Thank you for agreeing to sit down and talk with me about the important issues facing our community. I really appreciate it and am sure the voters who see this will as well. So let me lay some brief background, and we’ll get right to it.
In addition to my years writing about local politics as a journalist, I have also walked, biked and driven Bloomington’s streets since I moved off campus the first time in 1971. And from that street-level view, I’ve seen a remarkable transformation of this community, especially here in the Smallwood Era.
Smallwood, of course, was the first of the “luxury student housing” developments in downtown Bloomington.

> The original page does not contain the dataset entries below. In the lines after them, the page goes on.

//! World state carried inside a session.
//!
//! NPC records are the only place private character data lives. Delegates
//! never see a `WorldState`; they get a slice built from a single record.

use serde::{Deserialize, Serialize};
use std::collections::BTreeMap;

/// Bounds for an NPC's attitude toward the player.
pub const RELATIONSHIP_RANGE: (i32, i32) = (-100, 100);

// ============================================================================
// NPCs
// ============================================================================

/// Public-facing character sheet of an NPC.
#[derive(Debug, Clone, Default, PartialEq, Serialize, Deserialize)]
pub struct NpcSheet {
    pub name: String,
    #[serde(default)]
    pub description: String,
    #[serde(default)]
    pub personality: String,
    #[serde(default)]
    pub speech_style: String,
    #[serde(default)]
    pub goals: Vec<String>,
}

/// Everything the world knows about one NPC.
#[derive(Debug, Clone, PartialEq, Serialize, Deserialize)]
pub struct NpcRecord {
    /// Stable id; the agent name for this NPC is `npc_<id>`.
    pub id: String,
    pub sheet: NpcSheet,
    #[serde(default)]
    pub memories: Vec<String>,
    /// Attitude toward the player, clamped to [`RELATIONSHIP_RANGE`].
    #[serde(default)]
    pub relationship: i32,
    #[serde(default)]
    pub secrets: Vec<String>,
    #[serde(default)]
    pub location: Option<String>,
}

impl NpcRecord {
    pub fn new(id: impl Into<String>, name: impl Into<String>) -> Self {
        Self {
            id: id.into(),
            sheet: NpcSheet {
                name: name.into(),
                ..Default::default()
            },
            memories: Vec::new(),
            relationship: 0,
            secrets: Vec::new(),
            location: None,
        }
    }

    pub fn with_description(mut self, description: impl Into<String>) -> Self {
        self.sheet.description = description.into();
        self
    }

    pub fn with_personality(mut self, personality: impl Into<String>) -> Self {
        self.sheet.personality = personality.into();
        self
    }

    pub fn with_memory(mut self, memory: impl Into<String>) -> Self {
        self.memories.push(memory.into());
        self
    }

    pub fn with_secret(mut self, secret: impl Into<String>) -> Self {
        self.secrets.push(secret.into());
        self
    }

    pub fn at(mut self, location: impl Into<String>) -> Self {
        self.location = Some(location.into());
        self
    }

    /// The delegate name the model uses to talk to this NPC.
    pub fn agent_name(&self) -> String {
        format!("npc_{}", self.id)
    }

    /// Shift the relationship by `delta`, returning the new clamped value.
    pub fn adjust_relationship(&mut self, delta: i32) -> i32 {
        let (min, max) = RELATIONSHIP_RANGE;
        self.relationship = self.relationship.saturating_add(delta).clamp(min, max);
        self.relationship
    }
}

// ============================================================================
// World state
// ============================================================================

/// Mutable world data owned by a session.
#[derive(Debug, Clone, Default, PartialEq, Serialize, Deserialize)]
pub struct WorldState {
    #[serde(default)]
    pub npcs: BTreeMap<String, NpcRecord>,
    /// Location name to region name.
    #[serde(default)]
    pub regions: BTreeMap<String, String>,
    /// Facts about the current scene that any participant could observe.
    #[serde(default)]
    pub scene_facts: Vec<String>,
    #[serde(default)]
    pub rules_summary: String,
}

impl WorldState {
    pub fn add_npc(&mut self, npc: NpcRecord) {
        self.npcs.insert(npc.id.clone(), npc);
    }

    /// Look up an NPC by id, accepting the `npc_` agent prefix.
    pub fn npc(&self, id: &str) -> Option<&NpcRecord> {
        self.npcs
            .get(id)
            .or_else(|| id.strip_prefix("npc_").and_then(|bare| self.npcs.get(bare)))
    }

    fn npc_mut(&mut self, id: &str) -> Option<&mut NpcRecord> {
        let key = if self.npcs.contains_key(id) {
            id.to_string()
        } else {
            id.strip_prefix("npc_")?.to_string()
        };
        self.npcs.get_mut(&key)
    }

    pub fn resolve_region(&self, location: &str) -> Option<&str> {
        self.regions.get(location).map(String::as_str)
    }

    /// Ids of NPCs placed at `location`.
    pub fn npcs_at(&self, location: &str) -> Vec<String> {
        self.npcs
            .values()
            .filter(|npc| npc.location.as_deref() == Some(location))
            .map(|npc| npc.id.clone())
            .collect()
    }

    /// Apply a relationship delta. Returns the new value, or `None` for an unknown NPC.
    pub fn apply_relation_change(&mut self, id: &str, delta: i32) -> Option<i32> {
        self.npc_mut(id).map(|npc| npc.adjust_relationship(delta))
    }

    /// Remember something an NPC witnessed.
    pub fn remember(&mut self, id: &str, memory: impl Into<String>) -> bool {
        match self.npc_mut(id) {
            Some(npc) => {
                npc.memories.push(memory.into());
                true
            }
            None => false,
        }
    }
}

// ============================================================================
// World packs
// ============================================================================

/// Initial content a session is created from.
#[derive(Debug, Clone, Default, PartialEq, Serialize, Deserialize)]
pub struct WorldPack {
    pub id: String,
    pub name: String,
    #[serde(default)]
    pub starting_location: String,
    /// Narrator text shown when a new game starts.
    #[serde(default)]
    pub opening: Option<String>,
    #[serde(default)]
    pub world: WorldState,
}

impl WorldPack {
    pub fn new(id: impl Into<String>, name: impl Into<String>) -> Self {
        Self {
            id: id.into(),
            name: name.into(),
            ..Default::default()
        }
    }

    pub fn with_starting_location(mut self, location: impl Into<String>) -> Self {
        self.starting_location = location.into();
        self
    }

    pub fn with_npc(mut self, npc: NpcRecord) -> Self {
        self.world.add_npc(npc);
        self
    }

    pub fn with_region(mut self, location: impl Into<String>, region: impl Into<String>) -> Self {
        self.world.regions.insert(location.into(), region.into());
        self
    }

    pub fn with_scene_fact(mut self, fact: impl Into<String>) -> Self {
        self.world.scene_facts.push(fact.into());
        self
    }

    pub fn from_json(json: &str) -> Result<Self, serde_json::Error> {
        serde_json::from_str(json)
    }

    /// A small built-in pack used when no pack file is supplied.
    pub fn sample() -> Self {
        WorldPack::new("border-keep", "The Border Keep")
            .with_starting_location("Keep Gate")
            .with_region("Keep Gate", "Northern Marches")
            .with_region("Old Tavern", "Northern Marches")
            .with_scene_fact("Rain hammers the gatehouse roof.")
            .with_scene_fact("A single guard blocks the gate with a halberd.")
            .with_npc(
                NpcRecord::new("guard", "Sergeant Hala")
                    .with_description("A weathered gate sergeant in a dented helm.")
                    .with_personality("Dutiful, tired, quietly fair.")
                    .with_memory("Saw smugglers slip past last night.")
                    .with_secret("Owes the smugglers' captain a gambling debt.")
                    .at("Keep Gate"),
            )
            .with_npc(
                NpcRecord::new("innkeeper", "Bram Tallow")
                    .with_description("A round innkeeper with flour on his sleeves.")
                    .with_personality("Gossipy and warm.")
                    .with_secret("Hides a wanted priest in the cellar.")
                    .at("Old Tavern"),
            )
    }
}

#[cfg(test)]
mod tests {
    use super::*;

    #[test]
    fn test_npc_lookup_accepts_agent_prefix() {
        let pack = WorldPack::sample();
        assert!(pack.world.npc("guard").is_some());
        assert!(pack.world.npc("npc_guard").is_some());
        assert!(pack.world.npc("npc_dragon").is_none());
    }

    #[test]
    fn test_relationship_is_clamped() {
        let mut world = WorldPack::sample().world;
        assert_eq!(world.apply_relation_change("npc_guard", -30), Some(-30));
        assert_eq!(world.apply_relation_change("guard", -500), Some(-100));
        assert_eq!(world.apply_relation_change("guard", 250), Some(100));
        assert_eq!(world.apply_relation_change("nobody", 5), None);
    }

    #[test]
    fn test_regions_and_placement() {
        let world = WorldPack::sample().world;
        assert_eq!(world.resolve_region("Keep Gate"), Some("Northern Marches"));
        assert_eq!(world.resolve_region("Nowhere"), None);
        assert_eq!(world.npcs_at("Keep Gate"), vec!["guard".to_string()]);
    }

    #[test]
    fn test_pack_json_defaults() {
        let json = r#"{"id": "p", "name": "Pack", "world": {"npcs": {"a": {"id": "a", "sheet": {"name": "A"}}}}}"#;
        let pack = WorldPack::from_json(json).unwrap();
        let npc = pack.world.npc("a").unwrap();
        assert_eq!(npc.relationship, 0);
        assert!(npc.secrets.is_empty());
    }
}
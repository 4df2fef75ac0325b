//! Derive macros for GM tool argument types.
//!
//! `#[derive(Tool)]` turns a struct with named fields into a model-callable
//! tool: it generates the JSON schema (as a `claude::ToolSchema` impl), the
//! tool name and description, and a parser from the model's JSON input.
//!
//! # Example
//!
//! ```ignore
//! /// Search the world's lore for facts relevant to the scene
//! #[derive(Tool, Deserialize)]
//! #[tool(name = "search_lore")]
//! struct SearchLore {
//!     /// What to look up
//!     query: String,
//!     /// Why the lookup is needed
//!     reasoning: Option<String>,
//! }
//! ```
//!
//! Fields whose type is not a primitive, `Option`, `Vec` or a set are
//! described by their own `ToolSchema` impl, so argument structs nest.

use proc_macro::TokenStream;
use proc_macro2::TokenStream as TokenStream2;
use quote::quote;
use syn::{parse_macro_input, DeriveInput, Field, GenericArgument, Lit, Meta, PathArguments, Type};

/// Derive macro for generating tool definitions.
///
/// # Attributes
///
/// - `#[tool(name = "...")]` - Override the tool name (defaults to snake_case struct name)
/// - `#[tool(optional)]` on fields - Leave the field out of `required`
/// - `#[tool(rename = "...")]` on fields - Override field name in schema
#[proc_macro_derive(Tool, attributes(tool))]
pub fn derive_tool(input: TokenStream) -> TokenStream {
    let input = parse_macro_input!(input as DeriveInput);
    expand_tool(input)
        .unwrap_or_else(|err| err.to_compile_error())
        .into()
}

fn expand_tool(input: DeriveInput) -> syn::Result<TokenStream2> {
    let struct_name = &input.ident;
    let tool_name = get_tool_name(&input)?;
    let description = get_doc_comment(&input.attrs);

    let fields = match &input.data {
        syn::Data::Struct(data) => match &data.fields {
            syn::Fields::Named(named) => &named.named,
            _ => {
                return Err(syn::Error::new_spanned(
                    &input,
                    "Tool derive only supports structs with named fields",
                ))
            }
        },
        _ => return Err(syn::Error::new_spanned(&input, "Tool derive only supports structs")),
    };

    let mut property_tokens = Vec::new();
    let mut required_fields = Vec::new();

    for field in fields {
        let field_name = get_field_name(field)?;
        let field_desc = get_doc_comment(&field.attrs);
        let type_schema = type_to_schema(&field.ty);

        let desc_token = if field_desc.is_empty() {
            quote! {}
        } else {
            quote! { property["description"] = serde_json::json!(#field_desc); }
        };

        property_tokens.push(quote! {
            {
                let mut property = #type_schema;
                #desc_token
                properties.insert(#field_name.to_string(), property);
            }
        });

        if !is_field_optional(field) && !is_option_type(&field.ty) {
            required_fields.push(field_name);
        }
    }

    Ok(quote! {
        impl ::claude::ToolSchema for #struct_name {
            fn input_schema() -> serde_json::Value {
                let mut properties = serde_json::Map::new();
                #(#property_tokens)*

                let required: Vec<&str> = vec![#(#required_fields),*];

                serde_json::json!({
                    "type": "object",
                    "properties": properties,
                    "required": required
                })
            }
        }

        impl #struct_name {
            /// Get the tool name.
            pub fn tool_name() -> &'static str {
                #tool_name
            }

            /// Get the tool description.
            pub fn tool_description() -> &'static str {
                #description
            }

            /// Create a Tool definition for use with the Claude API.
            pub fn as_tool() -> ::claude::Tool {
                ::claude::Tool {
                    name: Self::tool_name().to_string(),
                    description: Self::tool_description().to_string(),
                    input_schema: <Self as ::claude::ToolSchema>::input_schema(),
                }
            }

            /// Parse the model-supplied tool input.
            pub fn from_input(input: &serde_json::Value) -> Result<Self, serde_json::Error> {
                serde_json::from_value(input.clone())
            }
        }
    })
}

fn get_tool_name(input: &DeriveInput) -> syn::Result<String> {
    for attr in &input.attrs {
        if attr.path().is_ident("tool") {
            if let Meta::NameValue(nv) = attr.parse_args::<Meta>()? {
                if nv.path.is_ident("name") {
                    if let Some(name) = lit_str(&nv.value) {
                        return Ok(name);
                    }
                    return Err(syn::Error::new_spanned(nv.value, "tool name must be a string"));
                }
            }
        }
    }

    Ok(to_snake_case(&input.ident.to_string()))
}

fn get_field_name(field: &Field) -> syn::Result<String> {
    for attr in &field.attrs {
        if attr.path().is_ident("tool") {
            if let Ok(Meta::NameValue(nv)) = attr.parse_args::<Meta>() {
                if nv.path.is_ident("rename") {
                    if let Some(name) = lit_str(&nv.value) {
                        return Ok(name);
                    }
                }
            }
        }
    }

    field
        .ident
        .as_ref()
        .map(|ident| ident.to_string())
        .ok_or_else(|| syn::Error::new_spanned(field, "expected a named field"))
}

fn is_field_optional(field: &Field) -> bool {
    field.attrs.iter().any(|attr| {
        attr.path().is_ident("tool")
            && matches!(attr.parse_args::<Meta>(), Ok(Meta::Path(path)) if path.is_ident("optional"))
    })
}

fn lit_str(expr: &syn::Expr) -> Option<String> {
    if let syn::Expr::Lit(expr_lit) = expr {
        if let Lit::Str(s) = &expr_lit.lit {
            return Some(s.value());
        }
    }
    None
}

fn get_doc_comment(attrs: &[syn::Attribute]) -> String {
    attrs
        .iter()
        .filter(|attr| attr.path().is_ident("doc"))
        .filter_map(|attr| match &attr.meta {
            Meta::NameValue(nv) => lit_str(&nv.value),
            _ => None,
        })
        .map(|line| line.trim().to_string())
        .filter(|line| !line.is_empty())
        .collect::<Vec<_>>()
        .join(" ")
}

fn last_segment(ty: &Type) -> Option<&syn::PathSegment> {
    match ty {
        Type::Path(type_path) => type_path.path.segments.last(),
        _ => None,
    }
}

fn is_option_type(ty: &Type) -> bool {
    last_segment(ty).is_some_and(|segment| segment.ident == "Option")
}

fn first_type_argument(segment: &syn::PathSegment) -> Option<&Type> {
    if let PathArguments::AngleBracketed(args) = &segment.arguments {
        if let Some(GenericArgument::Type(inner)) = args.args.first() {
            return Some(inner);
        }
    }
    None
}

fn type_to_schema(ty: &Type) -> TokenStream2 {
    let Some(segment) = last_segment(ty) else {
        return quote! { serde_json::json!({}) };
    };

    match segment.ident.to_string().as_str() {
        "String" | "str" => quote! { serde_json::json!({"type": "string"}) },
        "i8" | "i16" | "i32" | "i64" | "isize" | "u8" | "u16" | "u32" | "u64" | "usize" => {
            quote! { serde_json::json!({"type": "integer"}) }
        }
        "f32" | "f64" => quote! { serde_json::json!({"type": "number"}) },
        "bool" => quote! { serde_json::json!({"type": "boolean"}) },
        "Value" => quote! { serde_json::json!({}) },
        "Option" => match first_type_argument(segment) {
            Some(inner) => type_to_schema(inner),
            None => quote! { serde_json::json!({}) },
        },
        "Vec" | "BTreeSet" | "HashSet" => {
            let unique = segment.ident != "Vec";
            let items = match first_type_argument(segment) {
                Some(inner) => type_to_schema(inner),
                None => quote! { serde_json::json!({}) },
            };
            if unique {
                quote! { serde_json::json!({"type": "array", "items": #items, "uniqueItems": true}) }
            } else {
                quote! { serde_json::json!({"type": "array", "items": #items}) }
            }
        }
        _ => quote! { <#ty as ::claude::ToolSchema>::input_schema() },
    }
}

fn to_snake_case(s: &str) -> String {
    let mut result = String::new();
    for (i, c) in s.chars().enumerate() {
        if c.is_uppercase() {
            if i > 0 {
                result.push('_');
            }
            result.push(c.to_ascii_lowercase());
        } else {
            result.push(c);
        }
    }
    result
}
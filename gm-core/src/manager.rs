//! In-memory registry of live sessions.
//!
//! Each session sits behind its own async mutex. A turn holds that mutex for
//! its whole duration, and a second turn for the same session is rejected
//! with [`GmError::Busy`] instead of queued. A live session is never
//! replaced by a registration for the same id.

use crate::dice::DiceResult;
use crate::error::GmError;
use crate::gm::{GameMaster, TurnResponse};
use crate::lang::Language;
use crate::persist::{session_save_path, SavedSession};
use crate::session::{GamePhase, PlayerProfile, Session, SessionId, SessionSnapshot};
use crate::world::WorldPack;
use chrono::{DateTime, Duration, Utc};
use parking_lot::{Mutex, RwLock};
use std::collections::HashMap;
use std::path::{Path, PathBuf};
use std::sync::Arc;
use tokio::sync::OwnedMutexGuard;
use tracing::{debug, info};

struct SessionSlot {
    session: Arc<tokio::sync::Mutex<Session>>,
    last_active: Mutex<DateTime<Utc>>,
}

impl SessionSlot {
    fn new(session: Session) -> Self {
        Self {
            session: Arc::new(tokio::sync::Mutex::new(session)),
            last_active: Mutex::new(Utc::now()),
        }
    }

    fn touch(&self) {
        *self.last_active.lock() = Utc::now();
    }
}

/// Owns every live session and runs turns against them.
pub struct SessionManager {
    gm: Arc<GameMaster>,
    sessions: RwLock<HashMap<SessionId, Arc<SessionSlot>>>,
    save_dir: Option<PathBuf>,
}

impl SessionManager {
    pub fn new(gm: Arc<GameMaster>) -> Self {
        Self {
            gm,
            sessions: RwLock::new(HashMap::new()),
            save_dir: None,
        }
    }

    pub fn with_save_dir(mut self, dir: impl Into<PathBuf>) -> Self {
        self.save_dir = Some(dir.into());
        self
    }

    pub fn game_master(&self) -> &GameMaster {
        &self.gm
    }

    pub fn save_dir(&self) -> Option<&Path> {
        self.save_dir.as_deref()
    }

    /// Start a new game and return its id.
    pub fn create_session(
        &self,
        pack: &WorldPack,
        player: PlayerProfile,
        language: Language,
    ) -> SessionId {
        let session = Session::new(pack, player, language);
        let id = session.id;
        info!(session_id = %id, "Starting session");
        self.sessions
            .write()
            .insert(id, Arc::new(SessionSlot::new(session)));
        id
    }

    /// Register an existing session.
    ///
    /// If a session with the same id is already live it is kept and the
    /// argument is discarded; while that session is mid-turn this fails with
    /// `Busy`.
    pub fn insert(&self, session: Session) -> Result<SessionId, GmError> {
        let id = session.id;
        let mut sessions = self.sessions.write();
        if let Some(live) = sessions.get(&id) {
            if live.session.try_lock().is_err() {
                return Err(GmError::Busy(id));
            }
            debug!(session_id = %id, "Session already live; keeping it");
            return Ok(id);
        }
        info!(session_id = %id, "Registering session");
        sessions.insert(id, Arc::new(SessionSlot::new(session)));
        Ok(id)
    }

    pub fn contains(&self, id: SessionId) -> bool {
        self.sessions.read().contains_key(&id)
    }

    pub fn len(&self) -> usize {
        self.sessions.read().len()
    }

    pub fn is_empty(&self) -> bool {
        self.sessions.read().is_empty()
    }

    pub fn remove(&self, id: SessionId) -> bool {
        self.sessions.write().remove(&id).is_some()
    }

    fn slot(&self, id: SessionId) -> Result<Arc<SessionSlot>, GmError> {
        self.sessions
            .read()
            .get(&id)
            .cloned()
            .ok_or(GmError::SessionNotFound(id))
    }

    /// Take the session for one call. Fails with `Busy` if a turn is
    /// already running; no other caller can start one until the lease drops.
    pub fn lease(&self, id: SessionId) -> Result<TurnLease, GmError> {
        let slot = self.slot(id)?;
        let session = slot
            .session
            .clone()
            .try_lock_owned()
            .map_err(|_| GmError::Busy(id))?;
        slot.touch();
        Ok(TurnLease {
            gm: self.gm.clone(),
            slot,
            session,
        })
    }

    /// Run a player action. Fails with `Busy` if a turn is already running.
    pub async fn process(
        &self,
        id: SessionId,
        player_input: &str,
        lang: Option<Language>,
    ) -> Result<TurnResponse, GmError> {
        self.lease(id)?.process(player_input, lang).await
    }

    /// Resume a suspended turn. Fails with `Busy` if a turn is already running.
    pub async fn resume_after_dice(
        &self,
        id: SessionId,
        result: DiceResult,
        lang: Option<Language>,
    ) -> Result<TurnResponse, GmError> {
        self.lease(id)?.resume_after_dice(result, lang).await
    }

    /// Current phase, waiting for any running turn to finish.
    pub async fn phase(&self, id: SessionId) -> Result<GamePhase, GmError> {
        let slot = self.slot(id)?;
        let session = slot.session.lock().await;
        Ok(session.phase())
    }

    /// Reconnect view, waiting for any running turn to finish.
    pub async fn snapshot(&self, id: SessionId) -> Result<SessionSnapshot, GmError> {
        let slot = self.slot(id)?;
        let session = slot.session.lock().await;
        Ok(session.snapshot())
    }

    /// A copy of the session, waiting for any running turn to finish.
    pub async fn session(&self, id: SessionId) -> Result<Session, GmError> {
        let slot = self.slot(id)?;
        let session = slot.session.lock().await;
        Ok(session.clone())
    }

    /// Save a session into the configured save directory.
    pub async fn save(&self, id: SessionId) -> Result<PathBuf, GmError> {
        let dir = self
            .save_dir
            .clone()
            .ok_or_else(|| GmError::Configuration("no save directory configured".to_string()))?;
        let path = session_save_path(&dir, id);
        self.save_to(id, &path).await?;
        Ok(path)
    }

    pub async fn save_to(&self, id: SessionId, path: impl AsRef<Path>) -> Result<(), GmError> {
        let session = self.session(id).await?;
        SavedSession::new(session).save_json(path.as_ref()).await?;
        info!(session_id = %id, path = %path.as_ref().display(), "Saved session");
        Ok(())
    }

    /// Load a save and register it. A live session with the same id wins
    /// over the file, see [`SessionManager::insert`].
    pub async fn load(&self, path: impl AsRef<Path>) -> Result<SessionId, GmError> {
        let saved = SavedSession::load_json(path).await?;
        self.insert(saved.session)
    }

    /// Load a session by id from the save directory unless it is already live.
    pub async fn restore(&self, id: SessionId) -> Result<SessionId, GmError> {
        if self.contains(id) {
            return Ok(id);
        }
        let dir = self.save_dir.as_ref().ok_or(GmError::SessionNotFound(id))?;
        let path = session_save_path(dir, id);
        if !tokio::fs::try_exists(&path).await.unwrap_or(false) {
            return Err(GmError::SessionNotFound(id));
        }
        match self.load(path).await {
            // Another caller restored it first and already started a turn.
            Err(GmError::Busy(_)) => Ok(id),
            other => other,
        }
    }

    /// Drop sessions idle for longer than `max_idle` that are not mid-turn.
    pub fn evict_idle(&self, max_idle: Duration) -> Vec<SessionId> {
        let cutoff = Utc::now() - max_idle;
        let mut sessions = self.sessions.write();
        let idle: Vec<SessionId> = sessions
            .iter()
            .filter(|(_, slot)| *slot.last_active.lock() < cutoff && slot.session.try_lock().is_ok())
            .map(|(id, _)| *id)
            .collect();
        for id in &idle {
            sessions.remove(id);
            debug!(session_id = %id, "Evicted idle session");
        }
        idle
    }
}

/// Exclusive hold on one session for a single call.
pub struct TurnLease {
    gm: Arc<GameMaster>,
    slot: Arc<SessionSlot>,
    session: OwnedMutexGuard<Session>,
}

impl TurnLease {
    pub fn session_id(&self) -> SessionId {
        self.session.id
    }

    pub async fn process(
        mut self,
        player_input: &str,
        lang: Option<Language>,
    ) -> Result<TurnResponse, GmError> {
        let lang = lang.unwrap_or(self.session.language);
        let result = self.gm.process(&mut self.session, player_input, lang).await;
        self.slot.touch();
        result
    }

    pub async fn resume_after_dice(
        mut self,
        result: DiceResult,
        lang: Option<Language>,
    ) -> Result<TurnResponse, GmError> {
        let lang = lang.unwrap_or(self.session.language);
        let response = self
            .gm
            .resume_after_dice(&mut self.session, result, lang)
            .await;
        self.slot.touch();
        response
    }
}

#[cfg(test)]
mod tests {
    use super::*;
    use crate::testing::ScriptedModel;

    fn manager() -> SessionManager {
        let model = Arc::new(ScriptedModel::new().with_text("The gate creaks open."));
        SessionManager::new(Arc::new(GameMaster::new(model)))
    }

    #[tokio::test]
    async fn test_unknown_session() {
        let manager = manager();
        let err = manager.process(SessionId::new(), "look", None).await.unwrap_err();
        assert!(matches!(err, GmError::SessionNotFound(_)));
    }

    #[tokio::test]
    async fn test_process_through_manager() {
        let manager = manager();
        let id = manager.create_session(&WorldPack::sample(), PlayerProfile::new("Ari"), Language::En);
        let response = manager.process(id, "open the gate", None).await.unwrap();
        assert_eq!(response.content, "The gate creaks open.");
        assert_eq!(manager.snapshot(id).await.unwrap().turn_count, 1);
    }

    #[tokio::test]
    async fn test_lease_blocks_other_calls() {
        let manager = manager();
        let id = manager.create_session(&WorldPack::sample(), PlayerProfile::new("Ari"), Language::En);

        let lease = manager.lease(id).unwrap();
        assert_eq!(lease.session_id(), id);
        assert!(matches!(manager.lease(id), Err(GmError::Busy(_))));
        assert!(matches!(
            manager.process(id, "open the gate", None).await,
            Err(GmError::Busy(_))
        ));
        assert!(manager.evict_idle(Duration::seconds(-1)).is_empty());

        let response = lease.process("open the gate", None).await.unwrap();
        assert!(response.success);
        assert!(manager.lease(id).is_ok());
    }

    #[tokio::test]
    async fn test_insert_keeps_live_session() {
        let manager = manager();
        let id = manager.create_session(&WorldPack::sample(), PlayerProfile::new("Ari"), Language::En);
        manager.process(id, "open the gate", None).await.unwrap();

        let mut stale = Session::new(&WorldPack::sample(), PlayerProfile::new("Bo"), Language::Zh);
        stale.id = id;
        assert_eq!(manager.insert(stale.clone()).unwrap(), id);
        let live = manager.session(id).await.unwrap();
        assert_eq!(live.player.name, "Ari");
        assert_eq!(live.turn_count(), 1);

        let _lease = manager.lease(id).unwrap();
        assert!(matches!(manager.insert(stale), Err(GmError::Busy(_))));
    }

    #[tokio::test]
    async fn test_evict_idle() {
        let manager = manager();
        let id = manager.create_session(&WorldPack::sample(), PlayerProfile::new("Ari"), Language::En);
        assert!(manager.evict_idle(Duration::hours(1)).is_empty());
        assert_eq!(manager.evict_idle(Duration::seconds(-1)), vec![id]);
        assert!(!manager.contains(id));
    }

    #[tokio::test]
    async fn test_save_requires_directory() {
        let manager = manager();
        let id = manager.create_session(&WorldPack::sample(), PlayerProfile::new("Ari"), Language::En);
        assert!(matches!(manager.save(id).await, Err(GmError::Configuration(_))));
    }
}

As I told you in advance, I want to focus on the four areas that most interest me and, from my prep work for these interviews, I believe are foremost on the minds of a lot of Bloomington citizens:
- Homelessness and low-cost/affordable housing,
- Downtown character,
- Police, and
- Deer
Housing/homelessness
Over the past 13 years, on a near daily basis, I have passed by the library and the old Shalom Center, and I live just a few blocks from the new Shalom. I’ve watched the street people’s character transform from folks who, for whatever reasons, just couldn’t seem to function in society – like Dorothy, who used to sleep in the post office with her grocery cart – to a whole new crowd.
"Let’s start with a couple questions about the street community. Who are they? Where do they come from?”
What I see today is a population of people who have been left behind by the Reagan Revolution’s live-and-let-die philosophy, a population whose ranks are almost certainly going to grow.
So let’s start with a couple questions about the street community.
- Who are they? Where do they come from?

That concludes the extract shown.